//! Redis-backed nonce store for multi-instance deployments.
//!
//! Key layout: `walletgate:nonce:{nonce}` -> `unused:{expires_at_unix}` or
//! `used`. Keys live for twice the nonce TTL so that expired and replayed
//! nonces are reported as such instead of unknown.

use std::time::Duration;

use async_trait::async_trait;
use deadpool_redis::{Config, Pool, Runtime};
use secrecy::{ExposeSecret, SecretString};
use tracing::info;

use super::nonce::{ConsumeOutcome, NonceStore};
use crate::error::NonceStoreError;

const KEY_PREFIX: &str = "walletgate:nonce:";

/// Check and mark in one server-side step.
///
/// Returns 0 unknown, 1 consumed, 2 already used, 3 expired.
const CONSUME_SCRIPT: &str = r#"
local value = redis.call('GET', KEYS[1])
if not value then
    return 0
end
if value == 'used' then
    return 2
end
local expires_at = tonumber(string.sub(value, 8))
if expires_at == nil or expires_at <= tonumber(ARGV[1]) then
    return 3
end
redis.call('SET', KEYS[1], 'used', 'KEEPTTL')
return 1
"#;

#[derive(Clone)]
pub struct RedisNonceStore {
    pool: Pool,
    script: std::sync::Arc<redis::Script>,
}

impl std::fmt::Debug for RedisNonceStore {
    fn fmt(&self, f: &mut std::fmt::Formatter<'_>) -> std::fmt::Result {
        f.debug_struct("RedisNonceStore").finish_non_exhaustive()
    }
}

impl RedisNonceStore {
    /// Build a pool and check connectivity with `PING`.
    pub async fn connect(url: &SecretString) -> Result<Self, NonceStoreError> {
        let pool = Config::from_url(url.expose_secret())
            .create_pool(Some(Runtime::Tokio1))
            .map_err(|e| NonceStoreError::Unavailable(format!("failed to create Redis pool: {e}")))?;

        let mut conn = pool.get().await?;
        redis::cmd("PING")
            .query_async::<_, String>(&mut *conn)
            .await?;
        info!("Redis nonce store connected");

        Ok(Self {
            pool,
            script: std::sync::Arc::new(redis::Script::new(CONSUME_SCRIPT)),
        })
    }
}

fn key_for(nonce: &str) -> String {
    format!("{KEY_PREFIX}{nonce}")
}

#[async_trait]
impl NonceStore for RedisNonceStore {
    async fn insert(&self, nonce: &str, ttl: Duration) -> Result<bool, NonceStoreError> {
        let mut conn = self.pool.get().await?;
        let expires_at = chrono::Utc::now().timestamp() + ttl.as_secs().max(1) as i64;
        let retain_secs = ttl.as_secs().max(1) * 2;
        let reply: Option<String> = redis::cmd("SET")
            .arg(key_for(nonce))
            .arg(format!("unused:{expires_at}"))
            .arg("EX")
            .arg(retain_secs)
            .arg("NX")
            .query_async(&mut *conn)
            .await?;
        Ok(reply.is_some())
    }

    async fn consume(&self, nonce: &str) -> Result<ConsumeOutcome, NonceStoreError> {
        let mut conn = self.pool.get().await?;
        let code: i64 = self
            .script
            .key(key_for(nonce))
            .arg(chrono::Utc::now().timestamp())
            .invoke_async(&mut *conn)
            .await?;
        match code {
            0 => Ok(ConsumeOutcome::Unknown),
            1 => Ok(ConsumeOutcome::Consumed),
            2 => Ok(ConsumeOutcome::AlreadyUsed),
            3 => Ok(ConsumeOutcome::Expired),
            other => Err(NonceStoreError::Unavailable(format!(
                "unexpected consume script reply {other}"
            ))),
        }
    }

    fn backend_name(&self) -> &'static str {
        "redis"
    }
}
■ ■ ■ ■ ■
**TASK REQUIREMENTS:** When you reach the line holding "local value = redis.call('GET', KEYS[1])" in the records above, begin reproducing exactly, stop after the line holding "pub struct RedisNonceStore", and output nothing else.

**ANSWER:**
local value = redis.call('GET', KEYS[1])
if not value then
    return 0
end
if value == 'used' then
    return 2
end
local expires_at = tonumber(string.sub(value, 8))
if expires_at == nil or expires_at <= tonumber(ARGV[1]) then
    return 3
end
redis.call('SET', KEYS[1], 'used', 'KEEPTTL')
return 1
"#;

#[derive(Clone)]
pub struct RedisNonceStore {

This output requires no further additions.